Montélimar interlude

Montélimar interlude
Supermarket macarons in Montélimar. Delicious!!

We spent Monday and Tuesday nights in Montélimar in south-eastern France. This marked the halfway point of our ten-day road trip through France; we had turned northwards again after our visit to Carcassonne. Montélimar was another random place we hadn't heard of before planning this trip, but it is known as the capital of nougat!

In Montélimar we had a different accommodation arrangement to what we've mostly been enjoying (i.e. self-contained apartments with contactless check-in and check-out). We were in an "open loft", mezzanine-type ensuite bedroom, with the host, Jean-René, whom AirBnb described as a 39-year-old author, living and working downstairs.

Jean-René offered an optional half-board, pay-what-you-want service in which he would cook a three-course dinner for his guests. We went with this option on both nights of our visit since it seemed tricky to organise to cook for ourselves in his kitchen. This led to some interesting meals and a very interesting conversation the first night!

Breakfasting in Jean-René's living room/ office (his desk is behind F). It was like an art museum!! The fabric above the wardrobe on the right is to shield our loft bedroom from view.
Monday's entree... warm shrimp soup.
Monday's main course... filet mignon and the smoothest mashed potatoes ever.
Monday's desserts.
One of our courses on Tuesday night was a northern French speciality called "perfect eggs". The eggs were cooked at exactly 64°C for 45 minutes...
... then you crack them onto this onion-cooked-in-red-wine mixture and use your spoon to extricate the whole yolk to eat first (Jean-René provided instructions and assistance while I, the first one to try it, did this!). The yolk was super creamy and the whole concoction was surprisingly tasty!

Jean-René's English was fairly basic (though considerably better than our French, and probably our German too), so for more complicated topics he would use a translation app to talk to us... i.e. he would record his sentence in French, then press a button and a female voice would speak the English translation aloud.

Believe it or not, this was the first time we had ever communicated like this, despite having read of others doing it! I guess it wasn't a thing the last time we travelled in non-English-speaking countries.

Anyway, after dinner on Monday I asked Jean-René what kind of writing he did. He told us he's a screenwriter, so I asked what kind of stories.

Imagine our amazement when he replied that he was one of the co-writers of The Crown, worked on stage direction for Emma Watson and Maggie Smith (who apparently speak/spoke good French) in Beauty and the Beast and the final three Harry Potter movies, and co-wrote the Budgie the Helicopter TV series with Fergie!! Now he's working on an epic fantasy script of his own. The things you learn when you ask, eh!

(Also: French writers, like most Australian ones, must need to supplement their writing income too.)

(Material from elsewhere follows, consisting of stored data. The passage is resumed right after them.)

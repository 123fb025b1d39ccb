//! Typed change notifications.
//!
//! Every entity that publishes events owns one [`Signal`] per event kind.
//! Observers call [`Signal::connect`] and keep the returned [`Subscription`];
//! dropping the guard disconnects the callback. This replaces implicit
//! signal/slot wiring with explicit, owned connections, so an observer that
//! switches its source (a layer swapping its image, a viewer switching its
//! active layer) simply replaces the guards it holds.
//!
//! # Invariants
//!
//! 1. Callbacks run in connection order.
//! 2. No borrow of the signal is held while a callback runs: callbacks may
//!    connect, disconnect, or emit (re-entrantly) on any signal.
//! 3. A callback disconnected during an emission is not invoked for the
//!    remainder of that emission.
//! 4. `subscriber_count()` is exact; there is no lazy pruning.

use std::cell::RefCell;
use std::fmt;
use std::rc::{Rc, Weak};

type Callback<A> = Rc<dyn Fn(&A)>;

struct Slot<A> {
    id: u64,
    callback: Callback<A>,
}

struct SignalInner<A> {
    slots: Vec<Slot<A>>,
    next_id: u64,
}

/// An owned list of callbacks receiving `&A`.
pub struct Signal<A> {
    inner: Rc<RefCell<SignalInner<A>>>,
}

impl<A: 'static> Default for Signal<A> {
    fn default() -> Self {
        Self::new()
    }
}

impl<A> fmt::Debug for Signal<A> {
    fn fmt(&self, f: &mut fmt::Formatter<'_>) -> fmt::Result {
        f.debug_struct("Signal")
            .field("subscriber_count", &self.inner.borrow().slots.len())
            .finish()
    }
}

impl<A: 'static> Signal<A> {
    pub fn new() -> Self {
        Self {
            inner: Rc::new(RefCell::new(SignalInner {
                slots: Vec::new(),
                next_id: 0,
            })),
        }
    }

    /// Connect `callback`. It stays connected until the returned guard is
    /// dropped (or forever, after [`Subscription::detach`]).
    pub fn connect(&self, callback: impl Fn(&A) + 'static) -> Subscription {
        let id = {
            let mut inner = self.inner.borrow_mut();
            let id = inner.next_id;
            inner.next_id += 1;
            inner.slots.push(Slot {
                id,
                callback: Rc::new(callback),
            });
            id
        };

        let weak: Weak<RefCell<SignalInner<A>>> = Rc::downgrade(&self.inner);
        Subscription {
            disconnect: Some(Box::new(move || {
                if let Some(inner) = weak.upgrade() {
                    inner.borrow_mut().slots.retain(|slot| slot.id != id);
                }
            })),
        }
    }

    pub fn emit(&self, args: &A) {
        self.emit_while(args, || true);
    }

    /// Deliver `args` to the connected callbacks, checking `keep_going`
    /// before each one. Delivery stops as soon as it returns `false`.
    pub fn emit_while(&self, args: &A, mut keep_going: impl FnMut() -> bool) {
        let snapshot: Vec<(u64, Callback<A>)> = self
            .inner
            .borrow()
            .slots
            .iter()
            .map(|slot| (slot.id, Rc::clone(&slot.callback)))
            .collect();

        for (id, callback) in snapshot {
            if !keep_going() {
                break;
            }
            let still_connected = self.inner.borrow().slots.iter().any(|slot| slot.id == id);
            if still_connected {
                callback(args);
            }
        }
    }

    pub fn subscriber_count(&self) -> usize {
        self.inner.borrow().slots.len()
    }
}

/// RAII connection guard returned by [`Signal::connect`].
#[must_use = "dropping a Subscription disconnects the callback immediately"]
pub struct Subscription {
    disconnect: Option<Box<dyn FnOnce()>>,
}

impl Subscription {
    /// Keep the callback connected for the lifetime of the signal.
    pub fn detach(mut self) {
        self.disconnect = None;
    }
}

impl fmt::Debug for Subscription {
    fn fmt(&self, f: &mut fmt::Formatter<'_>) -> fmt::Result {
        f.debug_struct("Subscription")
            .field("connected", &self.disconnect.is_some())
            .finish()
    }
}

impl Drop for Subscription {
    fn drop(&mut self) {
        if let Some(disconnect) = self.disconnect.take() {
            disconnect();
        }
    }
}

/// Shared "something in this storage changed" capability.
///
/// Implemented by record storages (journals) and layered images alike, in
/// place of a common mutable base type.
pub trait DataStorage {
    fn on_changed(&self, callback: impl Fn() + 'static) -> Subscription;
    fn notify_changed(&self);
}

This was a prop from The Crown. Jean-René showed us a screenshot of it in the background of a scene!

Here are a few other photos from Montélimar...

This was the roof of the church across the (pedestrianised) street from Jean-René's third-floor apartment. I took this photo from the window in the ceiling of our loft bedroom.
Here's a photo of the church from ground level. Every time we arrived at or left Jean-René's apartment, we heard the pipe organ being played even though there wasn't a service on. We think someone might have been using it to practise... unless it was a recording?!
0:00
/0:19

Before we set off on our Tuesday adventure (see next post), we stopped in at a nougat factory, hoping to do the half-hourly factory tour they advertised. This turned out to be half-hourly from 2pm, so we couldn't do it after all. But we did get a peek at the factory from the retail area, where we bought some nougat for the friends we'll be visiting soon.

Factory name translated: "Nougat from the cauldron of gold".
Nougat store.
Nougat factory.
Sign showing nougat ingredients.
Yum!

In fact, everything else we investigated doing in Montélimar that day (the art museum, the château, even the post office...) didn't open until at least 1pm (or, in the case of the post office, reopen at 1:30pm after a 1.5-hour lunch break), which was getting quite hilarious by the end!